### WHAT YOU NEED TO DO
From the top of the entries below through the line containing "cannot be fulfilled", return every line exactly as written, please, and stop there.

====

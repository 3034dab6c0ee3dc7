use resources::validation::ErrorList;
use thiserror::Error;

use super::context::Interrupted;
use crate::storage::StorageError;

pub const OPTIMISTIC_LOCK_ERROR_MSG: &str =
    "the object has been modified; please apply your changes to the latest version and try again";

#[derive(Debug, Error, Clone, PartialEq, Eq)]
pub enum StoreError {
    #[error("invalid name {name:?}: {}", .reasons.join(", "))]
    InvalidName { name: String, reasons: Vec<String> },
    #[error("{resource} {name:?} not found")]
    NotFound { resource: String, name: String },
    #[error("{resource} {name:?} already exists")]
    AlreadyExists { resource: String, name: String },
    #[error("operation cannot be fulfilled on {resource} {name:?}: {detail}")]
    Conflict {
        resource: String,
        name: String,
        detail: String,
    },
    #[error("{kind} {name:?} is invalid: {errors}")]
    Invalid {
        kind: String,
        name: String,
        errors: ErrorList,
    },
    #[error("bad request: {0}")]
    BadRequest(String),
    /// The requested resource version is older than the store history.
    #[error("too old resource version: {0}")]
    Expired(String),
    #[error("backend unavailable: {0}")]
    BackendUnavailable(String),
    #[error("failed to decode object at {key}: {cause}")]
    Codec { key: String, cause: String },
    #[error("request cancelled")]
    Cancelled,
    #[error("request deadline exceeded")]
    Timeout,
}

impl StoreError {
    /// Attaches the resource and object name to a backend error.
    pub fn from_storage(err: StorageError, resource: &str, name: &str) -> Self {
        match err {
            StorageError::NotFound(_) => StoreError::NotFound {
                resource: resource.to_owned(),
                name: name.to_owned(),
            },
            StorageError::AlreadyExists(_) => StoreError::AlreadyExists {
                resource: resource.to_owned(),
                name: name.to_owned(),
            },
            StorageError::Conflict { .. } => StoreError::Conflict {
                resource: resource.to_owned(),
                name: name.to_owned(),
                detail: OPTIMISTIC_LOCK_ERROR_MSG.to_string(),
            },
            StorageError::Compacted(revision) => StoreError::Expired(revision.to_string()),
            StorageError::FutureRevision { requested, .. } => {
                StoreError::BadRequest(format!("too large resource version: {}", requested))
            },
            StorageError::Unavailable(cause) => StoreError::BackendUnavailable(cause),
        }
    }

    pub fn is_conflict(&self) -> bool {
        matches!(self, StoreError::Conflict { .. })
    }

    pub fn is_not_found(&self) -> bool {
        matches!(self, StoreError::NotFound { .. })
    }
}

impl From<Interrupted> for StoreError {
    fn from(interrupted: Interrupted) -> Self {
        match interrupted {
            Interrupted::Cancelled => StoreError::Cancelled,
            Interrupted::DeadlineExceeded => StoreError::Timeout,
        }
    }
}
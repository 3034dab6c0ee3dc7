use resources::{objects::Object, selector::Selector};

use super::StoreError;

/// Label and field filter shared by list and watch.
#[derive(Debug, Clone, Default, PartialEq, Eq)]
pub struct SelectionPredicate {
    pub label: Selector,
    pub field: Selector,
}

impl SelectionPredicate {
    pub fn everything() -> Self {
        Self::default()
    }

    /// Parses `label` and `field` selector strings. Field selectors
    /// only accept `=`, `==` and `!=` terms.
    pub fn parse(label: &str, field: &str) -> Result<Self, StoreError> {
        let label: Selector = label
            .parse()
            .map_err(|err| StoreError::BadRequest(format!("label selector: {}", err)))?;
        let field: Selector = field
            .parse()
            .map_err(|err| StoreError::BadRequest(format!("field selector: {}", err)))?;
        if !field.is_equality_only() {
            return Err(StoreError::BadRequest(format!(
                "field selector {:?} only supports equality",
                field.to_string()
            )));
        }
        Ok(SelectionPredicate {
            label,
            field,
        })
    }

    pub fn matches<T: Object>(&self, obj: &T) -> bool {
        if !self.label.matches_labels(&obj.metadata().labels) {
            return false;
        }
        self.field.is_empty() || self.field.matches_fields(&obj.selectable_fields())
    }
}
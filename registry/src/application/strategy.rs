use async_trait::async_trait;
use resources::{
    objects::application::{Application, ApplicationPhase, ApplicationStatus},
    validation::{validate_object_meta_update, ErrorList, FieldError},
};

use super::validation::ApplicationValidator;
use crate::registry::{Context, RestStrategy, StoreError};

/// Create, update and delete behaviour for Applications.
pub struct ApplicationStrategy {
    validator: ApplicationValidator,
}

impl ApplicationStrategy {
    pub fn new(validator: ApplicationValidator) -> Self {
        ApplicationStrategy {
            validator,
        }
    }
}

#[async_trait]
impl RestStrategy<Application> for ApplicationStrategy {
    fn prepare_for_create(&self, app: &mut Application) {
        app.status = ApplicationStatus {
            phase: ApplicationPhase::New,
        };
    }

    /// Status is owned by [`ApplicationStatusStrategy`]; a changed item list
    /// sends the Application back to `Updating`.
    fn prepare_for_update(&self, app: &mut Application, old: &Application) {
        app.status = old.status.clone();
        if app.spec.items != old.spec.items && old.status.phase != ApplicationPhase::Terminating {
            app.status.phase = ApplicationPhase::Updating;
        }
    }

    async fn validate_create(&self, ctx: &Context, app: &Application) -> ErrorList {
        self.validator.validate(ctx, app).await
    }

    async fn validate_update(
        &self,
        _ctx: &Context,
        app: &Application,
        old: &Application,
    ) -> ErrorList {
        self.validator.validate_update(app, old)
    }

    fn allow_create_on_update(&self) -> bool {
        false
    }

    async fn before_delete(&self, _ctx: &Context, app: &Application) -> Result<(), StoreError> {
        tracing::debug!(
            "Deleting Application {}/{} with {} items in phase {}",
            app.metadata.namespace,
            app.metadata.name,
            app.spec.items.len(),
            app.status.phase
        );
        Ok(())
    }

    fn after_create(&self, app: &Application) {
        tracing::info!(
            "Application {}/{} created with {} items",
            app.metadata.namespace,
            app.metadata.name,
            app.spec.items.len()
        );
    }

    fn after_update(&self, app: &Application) {
        if app.status.phase == ApplicationPhase::Updating {
            tracing::info!(
                "Application {}/{} items changed",
                app.metadata.namespace,
                app.metadata.name
            );
        }
    }
}

/// Update path of the status subresource.
pub struct ApplicationStatusStrategy;

#[async_trait]
impl RestStrategy<Application> for ApplicationStatusStrategy {
    fn prepare_for_create(&self, _app: &mut Application) {}

    fn prepare_for_update(&self, app: &mut Application, old: &Application) {
        app.spec = old.spec.clone();
        app.metadata.labels = old.metadata.labels.clone();
        app.metadata.annotations = old.metadata.annotations.clone();
    }

    async fn validate_create(&self, _ctx: &Context, _app: &Application) -> ErrorList {
        ErrorList::from(vec![FieldError::forbidden(
            "status",
            "cannot create an Application through its status",
        )])
    }

    async fn validate_update(
        &self,
        _ctx: &Context,
        app: &Application,
        old: &Application,
    ) -> ErrorList {
        validate_object_meta_update(&app.metadata, &old.metadata)
    }

    fn allow_create_on_update(&self) -> bool {
        false
    }

    fn after_update(&self, app: &Application) {
        tracing::info!(
            "Application {}/{} is {}",
            app.metadata.namespace,
            app.metadata.name,
            app.status.phase
        );
    }
}
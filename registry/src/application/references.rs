//! Clients used to check that the resources an Application points at exist.

use std::{sync::Arc, time::Duration};

use anyhow::{Context as _, Result};
use async_trait::async_trait;
use reqwest::StatusCode;
use resources::objects::application::ItemKind;
use thiserror::Error;

use crate::{
    registry::KeyStrategy,
    storage::{Storage, StorageError},
};

#[derive(Debug, Error, Clone, PartialEq, Eq)]
pub enum LookupError {
    #[error("not found")]
    NotFound,
    #[error("{0}")]
    Unavailable(String),
}

/// Fetches a namespaced resource of one kind.
#[async_trait]
pub trait NamespacedGetter: Send + Sync {
    async fn get(&self, namespace: &str, name: &str) -> Result<(), LookupError>;
}

/// Fetches a cluster-scoped resource of one kind.
#[async_trait]
pub trait ClusterGetter: Send + Sync {
    async fn get(&self, name: &str) -> Result<(), LookupError>;
}

pub enum Lookup<'a> {
    Namespaced(&'a dyn NamespacedGetter),
    Cluster(&'a dyn ClusterGetter),
}

/// One lookup client per supported item kind.
///
/// The field type fixes whether a kind is looked up with or without a
/// namespace, and [`ReferenceClients::lookup`] matches every [`ItemKind`].
#[derive(Clone)]
pub struct ReferenceClients {
    pub service_brokers: Arc<dyn ClusterGetter>,
    pub backing_service_instances: Arc<dyn NamespacedGetter>,
    pub builds: Arc<dyn NamespacedGetter>,
    pub build_configs: Arc<dyn NamespacedGetter>,
    pub deployment_configs: Arc<dyn NamespacedGetter>,
    pub image_streams: Arc<dyn NamespacedGetter>,
    pub replication_controllers: Arc<dyn NamespacedGetter>,
    pub nodes: Arc<dyn ClusterGetter>,
    pub pods: Arc<dyn NamespacedGetter>,
    pub services: Arc<dyn NamespacedGetter>,
}

impl ReferenceClients {
    pub fn lookup(&self, kind: ItemKind) -> Lookup<'_> {
        match kind {
            ItemKind::ServiceBroker => Lookup::Cluster(self.service_brokers.as_ref()),
            ItemKind::BackingServiceInstance => {
                Lookup::Namespaced(self.backing_service_instances.as_ref())
            },
            ItemKind::Build => Lookup::Namespaced(self.builds.as_ref()),
            ItemKind::BuildConfig => Lookup::Namespaced(self.build_configs.as_ref()),
            ItemKind::DeploymentConfig => Lookup::Namespaced(self.deployment_configs.as_ref()),
            ItemKind::ImageStream => Lookup::Namespaced(self.image_streams.as_ref()),
            ItemKind::ReplicationController => {
                Lookup::Namespaced(self.replication_controllers.as_ref())
            },
            ItemKind::Node => Lookup::Cluster(self.nodes.as_ref()),
            ItemKind::Pod => Lookup::Namespaced(self.pods.as_ref()),
            ItemKind::Service => Lookup::Namespaced(self.services.as_ref()),
        }
    }

    /// Builds the client set from one value implementing both getter traits
    /// per kind.
    pub fn uniform<G, F>(make: F) -> Self
    where
        G: NamespacedGetter + ClusterGetter + 'static,
        F: Fn(ItemKind) -> G,
    {
        ReferenceClients {
            service_brokers: Arc::new(make(ItemKind::ServiceBroker)),
            backing_service_instances: Arc::new(make(ItemKind::BackingServiceInstance)),
            builds: Arc::new(make(ItemKind::Build)),
            build_configs: Arc::new(make(ItemKind::BuildConfig)),
            deployment_configs: Arc::new(make(ItemKind::DeploymentConfig)),
            image_streams: Arc::new(make(ItemKind::ImageStream)),
            replication_controllers: Arc::new(make(ItemKind::ReplicationController)),
            nodes: Arc::new(make(ItemKind::Node)),
            pods: Arc::new(make(ItemKind::Pod)),
            services: Arc::new(make(ItemKind::Service)),
        }
    }

    /// Clients that query the cluster API server over HTTP.
    pub fn http(api_server_url: &str, timeout: Duration) -> Result<Self> {
        let client = reqwest::Client::builder()
            .timeout(timeout)
            .build()
            .with_context(|| "Failed to build lookup http client".to_string())?;
        Ok(Self::uniform(|kind| {
            HttpGetter::new(client.clone(), api_server_url, kind)
        }))
    }

    /// Clients that read referenced objects straight from `storage`,
    /// each kind under `<prefix>/<plural>`.
    pub fn storage(storage: Arc<dyn Storage>, prefix: &str) -> Self {
        let prefix = prefix.trim_end_matches('/').to_owned();
        Self::uniform(|kind| StorageGetter::new(storage.clone(), &prefix, kind))
    }
}

pub struct HttpGetter {
    client: reqwest::Client,
    base_url: String,
    kind: ItemKind,
}

impl HttpGetter {
    pub fn new(client: reqwest::Client, base_url: &str, kind: ItemKind) -> Self {
        HttpGetter {
            client,
            base_url: base_url.trim_end_matches('/').to_owned(),
            kind,
        }
    }

    fn namespaced_path(&self, namespace: &str, name: &str) -> String {
        format!(
            "{}/namespaces/{}/{}/{}",
            self.kind.api_root(),
            namespace,
            self.kind.plural(),
            name
        )
    }

    fn cluster_path(&self, name: &str) -> String {
        format!("{}/{}/{}", self.kind.api_root(), self.kind.plural(), name)
    }

    async fn fetch(&self, path: String) -> Result<(), LookupError> {
        let url = format!("{}{}", self.base_url, path);
        let res = self.client.get(&url).send().await.map_err(|err| {
            tracing::debug!("GET {} failed: {}", url, err);
            LookupError::Unavailable(err.to_string())
        })?;
        match res.status() {
            StatusCode::NOT_FOUND => Err(LookupError::NotFound),
            status if status.is_success() => Ok(()),
            status => Err(LookupError::Unavailable(format!(
                "GET {} returned {}",
                url, status
            ))),
        }
    }
}

#[async_trait]
impl NamespacedGetter for HttpGetter {
    async fn get(&self, namespace: &str, name: &str) -> Result<(), LookupError> {
        self.fetch(self.namespaced_path(namespace, name)).await
    }
}

#[async_trait]
impl ClusterGetter for HttpGetter {
    async fn get(&self, name: &str) -> Result<(), LookupError> {
        self.fetch(self.cluster_path(name)).await
    }
}

pub struct StorageGetter {
    storage: Arc<dyn Storage>,
    keys: KeyStrategy,
}

impl StorageGetter {
    pub fn new(storage: Arc<dyn Storage>, prefix: &str, kind: ItemKind) -> Self {
        let prefix = format!("{}/{}", prefix, kind.plural());
        StorageGetter {
            storage,
            keys: KeyStrategy::namespaced(&prefix),
        }
    }

    async fn fetch(&self, namespace: &str, name: &str) -> Result<(), LookupError> {
        // an illegal name cannot be stored, so it cannot exist either
        let key = match self.keys.item_key(namespace, name) {
            Ok(key) => key,
            Err(_) => return Err(LookupError::NotFound),
        };
        match self.storage.get(&key).await {
            Ok(_) => Ok(()),
            Err(StorageError::NotFound(_)) => Err(LookupError::NotFound),
            Err(err) => Err(LookupError::Unavailable(err.to_string())),
        }
    }
}

#[async_trait]
impl NamespacedGetter for StorageGetter {
    async fn get(&self, namespace: &str, name: &str) -> Result<(), LookupError> {
        self.fetch(namespace, name).await
    }
}

#[async_trait]
impl ClusterGetter for StorageGetter {
    async fn get(&self, name: &str) -> Result<(), LookupError> {
        // cluster-scoped root keys ignore the namespace
        let key = match KeyStrategy::cluster(self.keys.prefix()).item_key("", name) {
            Ok(key) => key,
            Err(_) => return Err(LookupError::NotFound),
        };
        match self.storage.get(&key).await {
            Ok(_) => Ok(()),
            Err(StorageError::NotFound(_)) => Err(LookupError::NotFound),
            Err(err) => Err(LookupError::Unavailable(err.to_string())),
        }
    }
}
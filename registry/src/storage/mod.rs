//! Contract between the generic store and the versioned key-value backend.
//!
//! Values are opaque bytes stored at hierarchical keys. Every write bumps a
//! global revision. Updates are guarded by the revision the caller last read.

use async_trait::async_trait;
use futures::stream::BoxStream;
use thiserror::Error;

pub mod etcd;
pub mod memory;

pub use self::{etcd::EtcdStorage, memory::MemoryStorage};

pub type Revision = i64;

#[derive(Debug, Clone, PartialEq, Eq)]
pub struct RawObject {
    pub key: String,
    pub value: Vec<u8>,
    /// Revision of the last modification of this key.
    pub revision: Revision,
}

#[derive(Debug, Clone, PartialEq, Eq)]
pub enum RawEventType {
    Put,
    Delete,
}

#[derive(Debug, Clone, PartialEq, Eq)]
pub struct RawEvent {
    pub event_type: RawEventType,
    pub key: String,
    /// New value, `None` for deletes.
    pub value: Option<Vec<u8>>,
    /// Value before this change, if the key existed.
    pub prev_value: Option<Vec<u8>>,
    pub revision: Revision,
}

pub type RawEventStream = BoxStream<'static, Result<RawEvent, StorageError>>;

#[derive(Debug, Error, Clone, PartialEq, Eq)]
pub enum StorageError {
    #[error("key {0} not found")]
    NotFound(String),
    #[error("key {0} already exists")]
    AlreadyExists(String),
    #[error("key {key} has been modified, expected revision {expected}, found {actual}")]
    Conflict {
        key: String,
        expected: Revision,
        actual: Revision,
    },
    /// The resume revision is no longer available.
    #[error("revision {0} has been compacted")]
    Compacted(Revision),
    #[error("revision {requested} is newer than the current revision {current}")]
    FutureRevision {
        requested: Revision,
        current: Revision,
    },
    #[error("storage unavailable: {0}")]
    Unavailable(String),
}

#[async_trait]
pub trait Storage: Send + Sync {
    /// Creates `key`, failing if it is already present.
    async fn create(&self, key: &str, value: Vec<u8>) -> Result<Revision, StorageError>;

    async fn get(&self, key: &str) -> Result<RawObject, StorageError>;

    /// Returns every object whose key starts with `prefix`,
    /// together with the store revision the read happened at.
    async fn list(&self, prefix: &str) -> Result<(Vec<RawObject>, Revision), StorageError>;

    /// Replaces `key` if its current revision equals `expected`.
    async fn update(
        &self,
        key: &str,
        value: Vec<u8>,
        expected: Revision,
    ) -> Result<Revision, StorageError>;

    /// Removes `key` and returns its last state.
    /// When `expected` is set the delete only happens at that revision.
    async fn delete(&self, key: &str, expected: Option<Revision>)
        -> Result<RawObject, StorageError>;

    /// Streams changes under `prefix` that happened after revision `since`.
    /// `since == 0` starts from the current revision; a `since` newer than
    /// the current revision is rejected.
    async fn watch(&self, prefix: &str, since: Revision) -> Result<RawEventStream, StorageError>;
}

====

### EXERCISE RESULT
repository 3034dab6c0ee3dc7
use resources::validation::ErrorList;
use thiserror::Error;

use super::context::Interrupted;
use crate::storage::StorageError;

pub const OPTIMISTIC_LOCK_ERROR_MSG: &str =
    "the object has been modified; please apply your changes to the latest version and try again";

#[derive(Debug, Error, Clone, PartialEq, Eq)]
pub enum StoreError {
    #[error("invalid name {name:?}: {}", .reasons.join(", "))]
    InvalidName { name: String, reasons: Vec<String> },
    #[error("{resource} {name:?} not found")]
    NotFound { resource: String, name: String },
    #[error("{resource} {name:?} already exists")]
    AlreadyExists { resource: String, name: String },
    #[error("operation cannot be fulfilled on {resource} {name:?}: {detail}")]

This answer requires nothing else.